Integrated experimental and network pharmacology analyses reveal inhibitory effects of albiflorin on renal cell carcinoma cells
摘要
Renal cell carcinoma (RCC) remains a clinically challenging malignancy because of its marked molecular heterogeneity and the limited long-term efficacy of current systemic therapies.

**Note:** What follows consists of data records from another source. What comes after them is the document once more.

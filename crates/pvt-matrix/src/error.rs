//! Error types for the verb matrix
//!
//! Three layers of failure:
//! - Schema construction failures (deploy-time configuration mistakes)
//! - Input validation failures (bad verb names or meaning text)
//! - Matrix operation failures (duplicates, unknown verbs, bad columns)

/// Maximum verb name length, in characters
pub const MAX_VERB_CHARS: usize = 50;

/// Maximum meaning length, in characters
pub const MAX_MEANING_CHARS: usize = 200;

/// Invalid preposition schema
#[derive(Debug, Clone, PartialEq, Eq, thiserror::Error)]
pub enum SchemaError {
    /// No labels supplied
    #[error("schema has no prepositions")]
    Empty,

    /// A label is blank
    #[error("blank preposition label at column {index}")]
    BlankLabel {
        /// Column of the blank label
        index: usize,
    },

    /// The same label appears twice
    #[error("duplicate preposition label '{label}'")]
    DuplicateLabel {
        /// Repeated label
        label: String,
    },

    /// The leading insertion label is not the first column
    #[error("leading insertion '{label}' is not the first column")]
    LeadingInsertionMismatch {
        /// Configured leading label
        label: String,
    },
}

/// Rejected user input
#[derive(Debug, Clone, PartialEq, Eq, thiserror::Error)]
pub enum ValidationError {
    /// Verb name is empty after trimming
    #[error("please enter a verb name")]
    EmptyVerb,

    /// Verb name exceeds the length limit
    #[error("verb name is {len} characters, limit is {MAX_VERB_CHARS}")]
    VerbTooLong {
        /// Length in characters
        len: usize,
    },

    /// Verb name contains something other than letters and spaces
    #[error("verb name '{verb}' may only contain letters and spaces")]
    InvalidVerbCharacters {
        /// Rejected name
        verb: String,
    },

    /// Meaning exceeds the length limit
    #[error("meaning is {len} characters, limit is {MAX_MEANING_CHARS}")]
    MeaningTooLong {
        /// Length in characters
        len: usize,
    },
}

/// Matrix operation failure
#[derive(Debug, Clone, PartialEq, Eq, thiserror::Error)]
pub enum MatrixError {
    /// Input failed validation
    #[error("validation failed: {0}")]
    Validation(#[from] ValidationError),

    /// Verb already exists (case-insensitive)
    #[error("the verb '{verb}' already exists")]
    Duplicate {
        /// Name as supplied
        verb: String,
    },

    /// Column index outside the schema
    #[error("column {index} out of range (schema has {len} columns)")]
    ColumnOutOfRange {
        /// Requested column
        index: usize,
        /// Number of columns in the schema
        len: usize,
    },

    /// Verb not present in the matrix
    #[error("unknown verb '{verb}'")]
    UnknownVerb {
        /// Name looked up
        verb: String,
    },
}

impl MatrixError {
    /// Whether this error should be shown to the user as a notice.
    ///
    /// Column range errors are programming defects and stay in the logs.
    #[inline]
    #[must_use]
    pub fn is_user_facing(&self) -> bool {
        matches!(self, Self::Validation(_) | Self::Duplicate { .. })
    }
}
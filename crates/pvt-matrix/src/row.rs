//! Verb rows and their persisted form

use crate::schema::{PrepositionSchema, SchemaVersion};
use serde::{Deserialize, Serialize};

/// One verb and its per-preposition meanings
///
/// An empty string in `meanings` means "no known translation", which is
/// distinct from a missing column.
#[derive(Debug, Clone, PartialEq, Eq, Serialize, Deserialize)]
pub struct VerbRow {
    /// Verb as the user typed it
    pub verb: String,
    /// One entry per schema column
    pub meanings: Vec<String>,
}

impl VerbRow {
    /// Row with every meaning empty
    #[must_use]
    pub fn blank(verb: impl Into<String>, schema: &PrepositionSchema) -> Self {
        Self {
            verb: verb.into(),
            meanings: vec![String::new(); schema.len()],
        }
    }

    /// Meaning at `column`
    #[inline]
    #[must_use]
    pub fn meaning(&self, column: usize) -> Option<&str> {
        self.meanings.get(column).map(String::as_str)
    }

    /// Number of non-empty meanings
    #[must_use]
    pub fn filled(&self) -> usize {
        self.meanings.iter().filter(|m| !m.is_empty()).count()
    }

    /// Lowercased verb used for uniqueness checks
    #[inline]
    #[must_use]
    pub fn key(&self) -> String {
        self.verb.to_lowercase()
    }
}

/// Row as exchanged with the row store
#[derive(Debug, Clone, PartialEq, Eq, Serialize, Deserialize)]
pub struct StoredRow {
    /// Owning user
    pub user_id: String,
    /// Verb
    pub verb: String,
    /// Meanings in the layout of `schema_version`
    pub meanings: Vec<String>,
    /// Layout marker; `None` for rows written before markers existed
    #[serde(default, skip_serializing_if = "Option::is_none")]
    pub schema_version: Option<SchemaVersion>,
}

impl StoredRow {
    /// Persisted form of `row` under `version`
    #[must_use]
    pub fn from_row(user_id: impl Into<String>, row: &VerbRow, version: SchemaVersion) -> Self {
        Self {
            user_id: user_id.into(),
            verb: row.verb.clone(),
            meanings: row.meanings.clone(),
            schema_version: Some(version),
        }
    }
}

#[cfg(test)]
mod tests {
    use super::*;

    #[test]
    fn blank_row_matches_schema() {
        let row = VerbRow::blank("Ask", &PrepositionSchema::current());
        assert_eq!(row.meanings.len(), 20);
        assert_eq!(row.filled(), 0);
        assert_eq!(row.key(), "ask");
    }

    #[test]
    fn stored_row_without_marker_deserializes() {
        let json = r#"{"user_id":"u1","verb":"Ask","meanings":["a","b"]}"#;
        let row: StoredRow = serde_json::from_str(json).unwrap();
        assert_eq!(row.schema_version, None);
        assert_eq!(row.meanings, vec!["a", "b"]);
    }

    #[test]
    fn stored_row_marker_is_a_plain_number() {
        let row = StoredRow::from_row(
            "u1",
            &VerbRow::blank("Ask", &PrepositionSchema::legacy()),
            SchemaVersion::CURRENT,
        );
        let json = serde_json::to_value(&row).unwrap();
        assert_eq!(json["schema_version"], 3);
    }
}
//! Add-verb requests as seen by the translation service

use async_trait::async_trait;
use mockall::mock;
use mockall::predicate::function;
use pvt_gateway::{GatewayError, InMemoryRowStore, TranslationRequest, TranslationService};
use pvt_session::{Collaborators, EditingSession, SessionConfig};
use pvt_test_utils::{current_schema, signed_in, ScriptedExamples};
use std::sync::Arc;

mock! {
    Translator {}

    #[async_trait]
    impl TranslationService for Translator {
        async fn translate(&self, request: TranslationRequest) -> Result<String, GatewayError>;
    }
}

#[tokio::test]
async fn one_lowercased_request_per_column() {
    let mut translator = MockTranslator::new();
    translator
        .expect_translate()
        .with(function(|r: &TranslationRequest| {
            r.verb == "Look" && r.preposition == r.preposition.to_lowercase()
        }))
        .times(20)
        .returning(|r| match r.preposition.as_str() {
            "up with" => Ok("  Aguantar ".to_string()),
            "into" => Err(GatewayError::Status {
                service: "translate",
                status: 500,
                body: "boom".into(),
            }),
            _ => Ok(String::new()),
        });

    let session = EditingSession::open(
        &signed_in(),
        Collaborators::new(
            Arc::new(InMemoryRowStore::new()),
            Arc::new(translator),
            Arc::new(ScriptedExamples::returning("")),
        ),
        current_schema(),
        SessionConfig::new().with_seed_new_users(false),
    )
    .await
    .unwrap();

    assert_eq!(session.add_verb(" Look ").await.unwrap(), 1);

    let row = session.row("Look").unwrap();
    let up_with = session.schema().position("Up with").unwrap();
    assert_eq!(row.meanings[up_with], "Aguantar");
    assert_eq!(row.filled(), 1);
    session.close();
}
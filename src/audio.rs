//! Audio system using Web Audio API
//!
//! Procedurally generated sound effects - no external files needed.

use web_sys::{AudioContext, GainNode, OscillatorNode, OscillatorType};

use crate::settings::Settings;

/// Sound effect types
#[derive(Debug, Clone, Copy, PartialEq, Eq)]
pub enum SoundEffect {
    /// Jump launched
    Jump,
    /// Star collected
    Star,
    /// Run-ending hit
    Hit,
    /// New best score banked
    BestScore,
}

/// Audio manager for the game
pub struct AudioManager {
    ctx: Option<AudioContext>,
    /// Combined volume from the user's preferences
    volume: f32,
    /// Temporary mute while the tab is hidden
    blur_muted: bool,
}

impl Default for AudioManager {
    fn default() -> Self {
        Self::new()
    }
}

impl AudioManager {
    pub fn new() -> Self {
        // May fail outside a secure context
        let ctx = AudioContext::new().ok();
        if ctx.is_none() {
            log::warn!("Failed to create AudioContext - audio disabled");
        }
        Self {
            ctx,
            volume: Settings::default().effective_sfx_volume(),
            blur_muted: false,
        }
    }

    /// Resume audio context (required after user gesture)
    pub fn resume(&self) {
        if let Some(ctx) = &self.ctx {
            let _ = ctx.resume();
        }
    }

    /// Pick up the current volume preferences.
    pub fn apply_settings(&mut self, settings: &Settings) {
        self.volume = settings.effective_sfx_volume();
    }

    /// Mute while the window is hidden, without touching preferences
    pub fn set_blur_muted(&mut self, muted: bool) {
        self.blur_muted = muted;
    }

    fn effective_volume(&self) -> f32 {
        if self.blur_muted { 0.0 } else { self.volume }
    }

    /// Play a sound effect
    pub fn play(&self, effect: SoundEffect) {
        let vol = self.effective_volume();
        if vol <= 0.0 {
            return;
        }

        let Some(ctx) = &self.ctx else { return };

        // Resume context if suspended (browsers require user gesture)
        if ctx.state() == web_sys::AudioContextState::Suspended {
            let _ = ctx.resume();
        }

        match effect {
            SoundEffect::Jump => self.play_jump(ctx, vol),
            SoundEffect::Star => self.play_star(ctx, vol),
            SoundEffect::Hit => self.play_hit(ctx, vol),
            SoundEffect::BestScore => self.play_best_score(ctx, vol),
        }
    }

    // === Sound generators ===

    /// Create an oscillator with gain envelope
    fn create_osc(
        &self,
        ctx: &AudioContext,
        freq: f32,
        osc_type: OscillatorType,
    ) -> Option<(OscillatorNode, GainNode)> {
        let osc = ctx.create_oscillator().ok()?;
        let gain = ctx.create_gain().ok()?;

        osc.set_type(osc_type);
        osc.frequency().set_value(freq);
        osc.connect_with_audio_node(&gain).ok()?;
        gain.connect_with_audio_node(&ctx.destination()).ok()?;

        Some((osc, gain))
    }

    /// Jump - quick rising whoosh
    fn play_jump(&self, ctx: &AudioContext, vol: f32) {
        let Some((osc, gain)) = self.create_osc(ctx, 520.0, OscillatorType::Triangle) else {
            return;
        };
        let t = ctx.current_time();

        gain.gain().set_value_at_time(vol * 0.3, t).ok();
        gain.gain()
            .exponential_ramp_to_value_at_time(0.01, t + 0.1)
            .ok();
        osc.frequency().set_value_at_time(520.0, t).ok();
        osc.frequency()
            .exponential_ramp_to_value_at_time(780.0, t + 0.08)
            .ok();

        osc.start().ok();
        osc.stop_with_when(t + 0.12).ok();
    }

    /// Star pickup - bright double chime
    fn play_star(&self, ctx: &AudioContext, vol: f32) {
        for (i, freq) in [880.0, 1320.0].iter().enumerate() {
            let delay = i as f64 * 0.06;
            if let Some((osc, gain)) = self.create_osc(ctx, *freq, OscillatorType::Square) {
                let t = ctx.current_time() + delay;
                gain.gain().set_value_at_time(vol * 0.2, t).ok();
                gain.gain()
                    .exponential_ramp_to_value_at_time(0.01, t + 0.11)
                    .ok();
                osc.start_with_when(t).ok();
                osc.stop_with_when(t + 0.15).ok();
            }
        }
    }

    /// Fatal hit - low buzzy thud
    fn play_hit(&self, ctx: &AudioContext, vol: f32) {
        let t = ctx.current_time();

        if let Some((osc, gain)) = self.create_osc(ctx, 160.0, OscillatorType::Sawtooth) {
            gain.gain().set_value_at_time(vol * 0.45, t).ok();
            gain.gain()
                .exponential_ramp_to_value_at_time(0.01, t + 0.2)
                .ok();
            osc.frequency().set_value_at_time(160.0, t).ok();
            osc.frequency()
                .exponential_ramp_to_value_at_time(55.0, t + 0.2)
                .ok();
            osc.start().ok();
            osc.stop_with_when(t + 0.25).ok();
        }

        // Sub bass punch
        if let Some((osc, gain)) = self.create_osc(ctx, 50.0, OscillatorType::Sine) {
            gain.gain().set_value_at_time(vol * 0.3, t).ok();
            gain.gain()
                .exponential_ramp_to_value_at_time(0.01, t + 0.12)
                .ok();
            osc.start().ok();
            osc.stop_with_when(t + 0.15).ok();
        }
    }

    /// New best score - short ascending fanfare
    fn play_best_score(&self, ctx: &AudioContext, vol: f32) {
        for (i, freq) in [500.0, 650.0, 800.0, 1000.0].iter().enumerate() {
            let delay = i as f64 * 0.08;
            if let Some((osc, gain)) = self.create_osc(ctx, *freq, OscillatorType::Triangle) {
                let t = ctx.current_time() + delay;
                gain.gain().set_value_at_time(vol * 0.25, t).ok();
                gain.gain()
                    .exponential_ramp_to_value_at_time(0.01, t + 0.25)
                    .ok();
                osc.start_with_when(t).ok();
                osc.stop_with_when(t + 0.3).ok();
            }
        }
    }
}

Albiflorin, a major bioactive constituent of Paeonia lactiflora, has been reported to possess anti-inflammatory, antioxidant, and cytoprotective activities, whereas its potential role in RCC remains unclear. In the present study, the anti-RCC activity of albiflorin was investigated by integrating in vitro experiments, network pharmacology, and molecular docking, and experimental validation. CCK-8 assays showed that albiflorin reduced the viability of 786-O and A498 cells in a concentration-dependent manner, with lower IC50 values in RCC cells than in HK-2 cells. EdU incorporation and wound-healing assays further demonstrated that albiflorin suppressed RCC cell proliferation and migration. Albiflorin-related targets were collected from SuperPred and SwissTargetPrediction, while RCC-related targets were obtained from the KICH, KIRC, and KIRP datasets in TCGA. Sixty-four overlapping targets were identified. GO and KEGG enrichment analyses indicated that these targets were mainly associated with signal transduction, apoptosis, migration, angiogenesis, and cancer-related pathways, including MAPK, PI3K-Akt, Ras, and calcium signaling. Candidate target screening identified EGFR, MMP9, and FGF2 as representative candidate targets. Molecular docking supported the potential binding of albiflorin to EGFR and MMP9. RT-qPCR showed that albiflorin reduced MMP9 and FGF2 mRNA expression, whereas EGFR mRNA was not markedly altered. Western blotting showed decreased EGFR and ERK phosphorylation, and EGF stimulation partially restored EGFR/MAPK signaling activation in albiflorin-treated RCC cells. These findings suggest that albiflorin inhibits RCC cell viability, proliferation, and migration, partly through suppression of EGFR/MAPK signaling and regulation of tumor progression-related molecules.